L'haltérophile Francis Luna-Grenier nourrit le rêve de participer aux Jeux de Pékin depuis si longtemps qu'il a vécu un inquiétant passage à vide après avoir confirmé sa sélection au sein de l'équipe olympique canadienne à la mi-mai.

Ce n'est que tout récemment que le Montréalais de 21 ans est sorti de sa torpeur. Sa période de remise en question n'aura pas été inutile puisqu'elle l'a incité à se fixer une nouvelle mission: «mettre l'haltérophilie sur la mappe» au Québec.

«Le processus de qualification olympique, c'est un peu comme aller à la guerre, image Luna-Grenier. Pendant l'année et demie qu'il a duré, j'ai été blessé cinq fois et, à chaque fois, il faut guérir au plus vite pour être prêt pour la prochaine compétition. Une fois la guerre finie - sa sélection confirmée -, je suis tombé à plat.»

Pendant sa période de réflexion, il a pris du recul et il a revu sa vision des choses ainsi que ses objectifs à court terme.

«Au fil des mois, je voyais toujours mes progrès avec une longueur d'avance. Si j'étais rendu à l'étape 3, je songeais déjà à la suivante et ainsi de suite. Puis, j'ai obtenu mon billet pour Pékin et là, tout d'un coup, je ne voyais plus rien à l'horizon après les Jeux. Il m'a fallu revoir ma façon d'aborder les jeux.»

Il avoue que son perfectionnisme lui a également joué un vilain tour.

«J'ai réalisé que j'avais une obsession de la perfection, précise l'athlète qui disputera l'épreuve chez les 69 kg à Pékin. J'en arrivais à me concentrer uniquement sur les choses que je ne faisais pas bien. On finit par se blâmer pour tous les détails qui ne fonctionnent pas. Ce n'est pas bon pour l'esprit. Tu ne te reposes jamais.»

Il a également décidé de changer son approche sur le plateau. Habitué à se motiver en se montrant bruyant à chacune de ses tentatives, il veut désormais tempérer son enthousiasme.

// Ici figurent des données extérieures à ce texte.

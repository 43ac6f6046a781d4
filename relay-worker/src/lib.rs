pub mod config;
pub mod error;
pub mod worker;
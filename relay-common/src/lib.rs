//! Shared pieces of the attendance access relay: the event data model and
//! classifier, Kafka plumbing, the day-keyed spillover journal, time
//! stamping, and metrics helpers.

pub mod event;
pub mod kafka;
pub mod metrics;
pub mod spillover;
pub mod time;
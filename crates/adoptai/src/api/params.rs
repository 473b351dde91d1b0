use std::convert::Infallible;

use axum::extract::{FromRequestParts, Query};
use axum::http::request::Parts;
use serde_json::{Map, Value};

use adoptai_schedule::{SessionFilter, SpeakerFilter};

/// Query string reduced to the first non-empty value of each parameter.
///
/// An undecodable query string yields an empty set rather than a rejection.
#[derive(Debug, Default, Clone, PartialEq, Eq)]
pub struct QueryParams(Vec<(String, String)>);

impl QueryParams {
    pub fn from_pairs(pairs: impl IntoIterator<Item = (String, String)>) -> Self {
        let mut params: Vec<(String, String)> = Vec::new();
        for (name, value) in pairs {
            if value.is_empty() || params.iter().any(|(seen, _)| *seen == name) {
                continue;
            }
            params.push((name, value));
        }
        Self(params)
    }

    pub fn get(&self, name: &str) -> Option<&str> {
        self.0
            .iter()
            .find(|(n, _)| n == name)
            .map(|(_, v)| v.as_str())
    }

    /// `true`, `1` or `yes`, case-insensitive.
    pub fn is_truthy(&self, name: &str) -> bool {
        self.get(name)
            .is_some_and(|v| matches!(v.to_lowercase().as_str(), "true" | "1" | "yes"))
    }

    /// Every supplied parameter, recognized or not.
    pub fn echo(&self) -> Map<String, Value> {
        self.0
            .iter()
            .map(|(name, value)| (name.clone(), Value::String(value.clone())))
            .collect()
    }

    pub fn session_filter(&self) -> SessionFilter {
        SessionFilter {
            date: self.owned("date"),
            stage: self.owned("stage"),
            time: self.owned("time"),
            search: self.owned("search"),
        }
    }

    pub fn speaker_filter(&self) -> SpeakerFilter {
        SpeakerFilter {
            search: self.owned("search"),
        }
    }

    fn owned(&self, name: &str) -> Option<String> {
        self.get(name).map(String::from)
    }
}

impl<S> FromRequestParts<S> for QueryParams
where
    S: Send + Sync,
{
    type Rejection = Infallible;

    async fn from_request_parts(parts: &mut Parts, _state: &S) -> Result<Self, Self::Rejection> {
        let pairs = Query::<Vec<(String, String)>>::try_from_uri(&parts.uri)
            .map(|Query(pairs)| pairs)
            .unwrap_or_default();
        Ok(Self::from_pairs(pairs))
    }
}
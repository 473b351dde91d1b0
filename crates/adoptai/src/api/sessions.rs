use axum::extract::State;
use axum::response::{IntoResponse, Response};
use chrono_tz::Tz;
use serde::Serialize;
use serde_json::{Map, Value};
use tracing::debug;

use adoptai_schedule::{partition_by_now, ScheduledSession, SessionView};

use super::params::QueryParams;
use super::response::{ApiError, JsonBody};
use super::AppState;

#[derive(Serialize)]
struct SessionList<'a> {
    total: usize,
    count: usize,
    filters: Map<String, Value>,
    sessions: Vec<SessionView<'a>>,
}

#[derive(Serialize)]
#[serde(rename_all = "camelCase")]
struct NowResponse<'a> {
    current_time: String,
    timezone: &'static str,
    ongoing: Bucket<'a>,
    upcoming: Bucket<'a>,
}

#[derive(Serialize)]
struct Bucket<'a> {
    description: &'static str,
    count: usize,
    sessions: Vec<SessionView<'a>>,
}

impl<'a> Bucket<'a> {
    fn new(description: &'static str, sessions: &[&'a ScheduledSession]) -> Self {
        Self {
            description,
            count: sessions.len(),
            sessions: views(sessions),
        }
    }
}

/// `GET /sessions`: filtered listing, or the now-window when `now` is truthy.
pub async fn list_sessions(
    State(state): State<AppState>,
    params: QueryParams,
) -> Result<Response, ApiError> {
    let sessions = state.cache.sessions().await?;

    if params.is_truthy("now") {
        let tz = state.cache.timezone();
        let now = state.clock.now();
        let window = partition_by_now(sessions.as_slice(), now);
        debug!(
            ongoing = window.ongoing.len(),
            upcoming = window.upcoming.len(),
            "Now-window"
        );

        let body = NowResponse {
            current_time: format_current_time(now.with_timezone(&tz)),
            timezone: tz.name(),
            ongoing: Bucket::new("Sessions currently in progress", &window.ongoing),
            upcoming: Bucket::new("Sessions starting within 30 minutes", &window.upcoming),
        };
        return Ok(JsonBody(body).into_response());
    }

    let matched = params.session_filter().apply(sessions.as_slice());
    debug!(total = sessions.len(), count = matched.len(), "Listed sessions");

    let body = SessionList {
        total: sessions.len(),
        count: matched.len(),
        filters: params.echo(),
        sessions: views(&matched),
    };
    Ok(JsonBody(body).into_response())
}

fn views<'a>(sessions: &[&'a ScheduledSession]) -> Vec<SessionView<'a>> {
    sessions.iter().map(|s| s.session().view()).collect()
}

/// e.g. "2025-11-25 09:45 CET"
fn format_current_time(now: chrono::DateTime<Tz>) -> String {
    now.format("%Y-%m-%d %H:%M %Z").to_string()
}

«Je dois rester en contrôle de mes émotions et canaliser mon énergie pour lever les barres», analyse le Montréalais. A Pékin, il visera à améliorer ses meilleures performances personnelles - 135 kg à l'arraché, 166 kg à l'épaulé-jeté et total de 299 kg.

Entraînement en solitaire

Les ambitions de Luna-Grenier de se rendre aux Jeux olympiques ne datent pas d'hier.

«Lors des Jeux de Sydney en 2000, j'ai pris les résultats dans la catégorie de 56 kg et je les ai surlignés. Et je me suis dit, dans quatre ans c'est moi qui va être là. Il m'en aura finalement fallu huit.»

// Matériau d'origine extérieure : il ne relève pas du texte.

fn sample_store() -> MemoryStore {
    MemoryStore::new()
        .with_object("data/sessions.json", SESSIONS_JSON)
        .with_object("data/speakers.json", SPEAKERS_JSON)
        .with_object("data/llms.txt", LLMS_TXT)
}

fn paris(day: u32, hour: u32, minute: u32) -> DateTime<Tz> {
    DEFAULT_TIMEZONE
        .with_ymd_and_hms(2025, 11, day, hour, minute, 0)
        .unwrap()
}

fn app_at(store: MemoryStore, now: DateTime<Tz>) -> Router {
    let cache = ScheduleCache::new(Arc::new(store), DatasetKeys::default(), DEFAULT_TIMEZONE);
    create_router(AppState::new(
        cache,
        Arc::new(FixedClock::new(now)),
        "adoptai-api",
    ))
}

fn app(store: MemoryStore) -> Router {
    app_at(store, paris(25, 8, 0))
}

async fn send(app: Router, method: &str, uri: &str) -> Response<Body> {
    app.oneshot(
        Request::builder()
            .method(method)
            .uri(uri)
            .body(Body::empty())
            .unwrap(),
    )
    .await
    .unwrap()
}

async fn body_bytes(response: Response<Body>) -> Vec<u8> {
    axum::body::to_bytes(response.into_body(), usize::MAX)
        .await
        .unwrap()
        .to_vec()
}

async fn get_json(app: Router, uri: &str) -> (StatusCode, Value) {
    let response = send(app, "GET", uri).await;
    let status = response.status();
    assert_eq!(
        response.headers()["content-type"],
        "application/json; charset=utf-8"
    );
    let body = body_bytes(response).await;
    (status, serde_json::from_slice(&body).unwrap())
}

fn session_ids(body: &Value) -> Vec<&str> {
    body["sessions"]
        .as_array()
        .unwrap()
        .iter()
        .map(|s| s["id"].as_str().unwrap())
        .collect()
}

fn assert_cors(response: &Response<Body>) {
    let headers = response.headers();
    assert_eq!(headers["access-control-allow-origin"], "*");
    assert_eq!(headers["access-control-allow-methods"], "GET, OPTIONS");
    assert_eq!(
        headers["access-control-allow-headers"],
        "Content-Type, Authorization"
    );
}

#[tokio::test]
async fn test_root_serves_text_document() {
    let response = send(app(sample_store()), "GET", "/").await;

    assert_eq!(response.status(), StatusCode::OK);
    assert_eq!(
        response.headers()["content-type"],
        "text/plain; charset=utf-8"
    );
    assert_cors(&response);
    let body = String::from_utf8(body_bytes(response).await).unwrap();
    assert_eq!(body, LLMS_TXT);
}

#[tokio::test]
async fn test_root_and_llms_txt_identical() {
    let router = app(sample_store());

    let root = body_bytes(send(router.clone(), "GET", "/").await).await;
    let llms = body_bytes(send(router, "GET", "/llms.txt").await).await;

    assert_eq!(root, llms);
}

#[tokio::test]
async fn test_text_document_placeholder_when_missing() {
    let response = send(app(MemoryStore::new()), "GET", "/llms.txt").await;

    assert_eq!(response.status(), StatusCode::OK);
    let body = String::from_utf8(body_bytes(response).await).unwrap();
    assert!(body.contains("Visit /sessions or /speakers for data"));
}

#[tokio::test]
async fn test_robots_txt() {
    let response = send(app(sample_store()), "GET", "/robots.txt").await;

    assert_eq!(response.status(), StatusCode::OK);
    assert_eq!(
        response.headers()["content-type"],
        "text/plain; charset=utf-8"
    );
    assert_eq!(body_bytes(response).await, b"User-agent: *\nAllow: /\n");
}

#[tokio::test]
async fn test_health() {
    let (status, body) = get_json(app(MemoryStore::new()), "/health").await;

    assert_eq!(status, StatusCode::OK);
    assert_eq!(
        body,
        serde_json::json!({"status": "healthy", "service": "adoptai-api"})
    );
}

#[tokio::test]
async fn test_list_all_sessions() {
    let (status, body) = get_json(app(sample_store()), "/sessions").await;

    assert_eq!(status, StatusCode::OK);
    assert_eq!(body["total"], 3);
    assert_eq!(body["count"], 3);
    assert_eq!(body["filters"], serde_json::json!({}));
    assert_eq!(session_ids(&body), vec!["session-1", "session-2", "session-3"]);

    let first = body["sessions"][0].as_object().unwrap();
    let mut keys: Vec<&str> = first.keys().map(String::as_str).collect();
    keys.sort_unstable();
    assert_eq!(
        keys,
        vec!["date", "ecosystems", "id", "speakers", "stage", "time", "title"]
    );
    assert_eq!(first["time"], "9:30 AM - 10:00 AM");
    assert_eq!(first["speakers"][0]["company"], "BigBank");
}

#[tokio::test]
async fn test_filter_by_date_code() {
    let router = app(sample_store());

    let (_, day_one) = get_json(router.clone(), "/sessions?date=2025-11-25").await;
    assert_eq!(day_one["count"], 2);
    assert_eq!(day_one["total"], 3);
    assert_eq!(day_one["filters"]["date"], "2025-11-25");

    let (_, day_two) = get_json(router.clone(), "/sessions?date=2025-11-26").await;
    assert_eq!(session_ids(&day_two), vec!["session-3"]);

    let (_, label) = get_json(router, "/sessions?date=Nov%2025").await;
    assert_eq!(label["count"], 2);
}

#[tokio::test]
async fn test_filter_by_stage_partial_case_insensitive() {
    let (_, body) = get_json(app(sample_store()), "/sessions?stage=mainstage%20south").await;

    assert_eq!(session_ids(&body), vec!["session-2"]);
}

#[tokio::test]
async fn test_filter_by_time_of_day() {
    let router = app(sample_store());

    let (_, morning) = get_json(router.clone(), "/sessions?time=morning").await;
    assert_eq!(session_ids(&morning), vec!["session-1", "session-3"]);

    let (_, afternoon) = get_json(router.clone(), "/sessions?time=Afternoon").await;
    assert_eq!(session_ids(&afternoon), vec!["session-2"]);

    let (_, evening) = get_json(router, "/sessions?time=evening").await;
    assert_eq!(evening["count"], 3);
}

#[tokio::test]
async fn test_search_matches_speaker_company() {
    let router = app(sample_store());

    let (_, body) = get_json(router.clone(), "/sessions?search=anthropic").await;
    assert_eq!(session_ids(&body), vec!["session-3"]);

    let (_, by_ecosystem) = get_json(router, "/sessions?search=CLOUD").await;
    assert_eq!(session_ids(&by_ecosystem), vec!["session-2"]);
}

#[tokio::test]
async fn test_combined_filters() {
    let (_, body) = get_json(
        app(sample_store()),
        "/sessions?date=2025-11-25&stage=CEO&time=morning&search=bank",
    )
    .await;

    assert_eq!(session_ids(&body), vec!["session-1"]);
    assert_eq!(body["filters"].as_object().unwrap().len(), 4);
}

#[tokio::test]
async fn test_filters_echo_first_value_and_unknown_params() {
    let (_, body) = get_json(
        app(sample_store()),
        "/sessions?stage=CEO&stage=Mainstage&foo=bar&search=",
    )
    .await;

    assert_eq!(
        body["filters"],
        serde_json::json!({"stage": "CEO", "foo": "bar"})
    );
    assert_eq!(session_ids(&body), vec!["session-1", "session-3"]);
}

#[tokio::test]
async fn test_malformed_query_string() {
    let (status, body) = get_json(app(sample_store()), "/sessions?invalid&&&").await;

    assert_eq!(status, StatusCode::OK);
    assert_eq!(body["count"], 3);
    assert_eq!(body["filters"], serde_json::json!({}));
}

#[tokio::test]
async fn test_now_window_ongoing() {
    let (status, body) = get_json(
        app_at(sample_store(), paris(25, 9, 45)),
        "/sessions?now=true",
    )
    .await;

    assert_eq!(status, StatusCode::OK);
    assert_eq!(body["currentTime"], "2025-11-25 09:45 CET");
    assert_eq!(body["timezone"], "Europe/Paris");
    assert_eq!(body["ongoing"]["description"], "Sessions currently in progress");
    assert_eq!(body["ongoing"]["count"], 1);
    assert_eq!(body["ongoing"]["sessions"][0]["id"], "session-1");
    assert_eq!(
        body["upcoming"]["description"],
        "Sessions starting within 30 minutes"
    );
    assert_eq!(body["upcoming"]["count"], 0);
}

#[tokio::test]
async fn test_now_window_upcoming() {
    // 15 minutes before session-3
    let (_, body) = get_json(
        app_at(sample_store(), paris(26, 9, 45)),
        "/sessions?now=1&stage=Mainstage",
    )
    .await;

    assert_eq!(body["ongoing"]["count"], 0);
    assert_eq!(body["upcoming"]["count"], 1);
    assert_eq!(body["upcoming"]["sessions"][0]["id"], "session-3");
}

#[tokio::test]
async fn test_now_false_lists_sessions() {
    let (_, body) = get_json(
        app_at(sample_store(), paris(25, 9, 45)),
        "/sessions?now=false",
    )
    .await;

    assert_eq!(body["count"], 3);
    assert_eq!(body["filters"]["now"], "false");
}

#[tokio::test]
async fn test_list_speakers() {
    let router = app(sample_store());

    let (status, body) = get_json(router.clone(), "/speakers").await;
    assert_eq!(status, StatusCode::OK);
    assert_eq!(body["count"], 2);
    assert_eq!(body["speakers"][0]["name"], "John Doe");
    assert_eq!(body["speakers"][0]["title"], "CEO");
    assert_eq!(
        body["speakers"][0]["sessions"],
        serde_json::json!(["session-1"])
    );

    let (_, found) = get_json(router, "/speakers?search=RESEARCH").await;
    assert_eq!(found["count"], 1);
    assert_eq!(found["speakers"][0]["company"], "Anthropic");
}

#[tokio::test]
async fn test_unknown_path_is_not_found() {
    let response = send(app(sample_store()), "GET", "/unknown-path").await;

    assert_eq!(response.status(), StatusCode::NOT_FOUND);
    assert_cors(&response);
    let body: Value = serde_json::from_slice(&body_bytes(response).await).unwrap();
    assert_eq!(body["error"], "Not Found");
    assert_eq!(body["message"], "Path /unknown-path not found");
    assert_eq!(
        body["available_endpoints"],
        serde_json::json!(["/", "/llms.txt", "/sessions", "/speakers", "/health"])
    );
}

#[tokio::test]
async fn test_options_returns_empty_ok() {
    for path in ["/sessions", "/unknown-path"] {
        let response = send(app(sample_store()), "OPTIONS", path).await;

        assert_eq!(response.status(), StatusCode::OK, "{}", path);
        assert_cors(&response);
        assert!(body_bytes(response).await.is_empty());
    }
}

#[tokio::test]
async fn test_browser_preflight() {
    let response = app(sample_store())
        .oneshot(
            Request::builder()
                .method("OPTIONS")
                .uri("/speakers")
                .header("origin", "https://example.com")
                .header("access-control-request-method", "GET")
                .body(Body::empty())
                .unwrap(),
        )
        .await
        .unwrap();

    assert_eq!(response.status(), StatusCode::OK);
    assert_cors(&response);
}

#[tokio::test]
async fn test_missing_dataset_is_internal_error() {
    let router = app(MemoryStore::new());

    for path in ["/sessions", "/speakers"] {
        let response = send(router.clone(), "GET", path).await;

        assert_eq!(response.status(), StatusCode::INTERNAL_SERVER_ERROR);
        assert_cors(&response);
        let body: Value = serde_json::from_slice(&body_bytes(response).await).unwrap();
        assert_eq!(body["error"], "Internal Server Error");
        assert!(body["message"].as_str().unwrap().contains("NoSuchKey"));
    }
}

#[tokio::test]
async fn test_malformed_dataset_is_internal_error() {
    let store = MemoryStore::new().with_object("data/sessions.json", "{ invalid json }");

    let (status, body) = get_json(app(store), "/sessions").await;

    assert_eq!(status, StatusCode::INTERNAL_SERVER_ERROR);
    assert!(body["message"].as_str().unwrap().contains("invalid JSON"));
}

#[tokio::test]
async fn test_non_ascii_emitted_literally() {
    let store = MemoryStore::new().with_object(
        "data/sessions.json",
        r#"{"sessions":[{"id":"s1","title":"Café • Société Générale","date":"Nov 25, 2025"}]}"#,
    );

    let response = send(app(store), "GET", "/sessions").await;
    let body = String::from_utf8(body_bytes(response).await).unwrap();

    assert!(body.contains("Café • Société Générale"));
    assert!(!body.contains("\\u"));
}

#[tokio::test]
async fn test_session_view_omits_internal_fields() {
    let (_, body) = get_json(app(sample_store()), "/sessions?search=cloud").await;
    let session = body["sessions"][0].as_object().unwrap();

    for hidden in ["startTime", "endTime", "start", "end", "start_time"] {
        assert!(!session.contains_key(hidden), "{}", hidden);
    }
}

#[tokio::test]
async fn test_missing_fields_default() {
    let store = MemoryStore::new().with_object(
        "data/sessions.json",
        r#"{"sessions":[{"id":"s1","title":null,"date":"Nov 25, 2025","startTime":"9:00 AM"}]}"#,
    );

    let (_, body) = get_json(app(store), "/sessions").await;
    let session = &body["sessions"][0];

    assert_eq!(session["title"], "");
    assert_eq!(session["time"], "9:00 AM");
    assert_eq!(session["stage"], "");
    assert_eq!(session["speakers"], serde_json::json!([]));
}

Habitué à s'entraîner en solitaire, il reconnaît que les haltérophiles canadiens n'ont pas la vie facile.

«Nous n'avons pas de système de centralisation, ni d'équipe nationale, ni d'entraîneur national. Ce n'est pas évident.»

Dans ce contexte, il ne faut pas s'étonner si le Canada ne parvient pas à s'illustrer sur la scène internationale. Mais Luna-Grenier ne désespère pas.

«Prenez ce que Alexandre Despatie a fait pour le plongeon. J'aimerai avoir la même influence et faire décoller l'haltérophilie ici.»

Pour y arriver, il a déjà son plan en tête: devenir champion du Commonwealth en 2010 et monter sur le podium à Londres en 2012.

Source d'inspiration

Si l'haltérophile québécois Jacques Demers, médaillé d'argent chez les 75 kg aux Jeux olympiques de Los Angeles en 1984, sert de source d'inspiration à Luna-Grenier, c'est un professeur d'éducation physique à l'école secondaire qui l'a le plus influencé.

«Ancien athlète lui-même, il m'a remarqué à l'âge de15 ans. Il m'a appris à me structurer, à faire preuve de détermination, à ne jamais baisser les bras. Il m'a grandement aidé.»

Étudiant au Cegep Ahuntsic à Montréal en sciences politiques, Luna-Grenier s'adonne au tennis comme passe-temps.

«J'aime bien travailler le bois aussi.

Ça me détend. C'est mon père, qui faisait beaucoup de rénovation à la maison quand j'étais jeune, qui a développé chez moi mon goût pour le travail manuel. A l'époque, je me souviens que c'était plus une corvée mais ça me permettait de passer du temps avec mon père.

«Aujourd'hui, avec l'aide d'un ami qui est ébéniste, j'ai fabriqué plusieurs meubles chez moi.»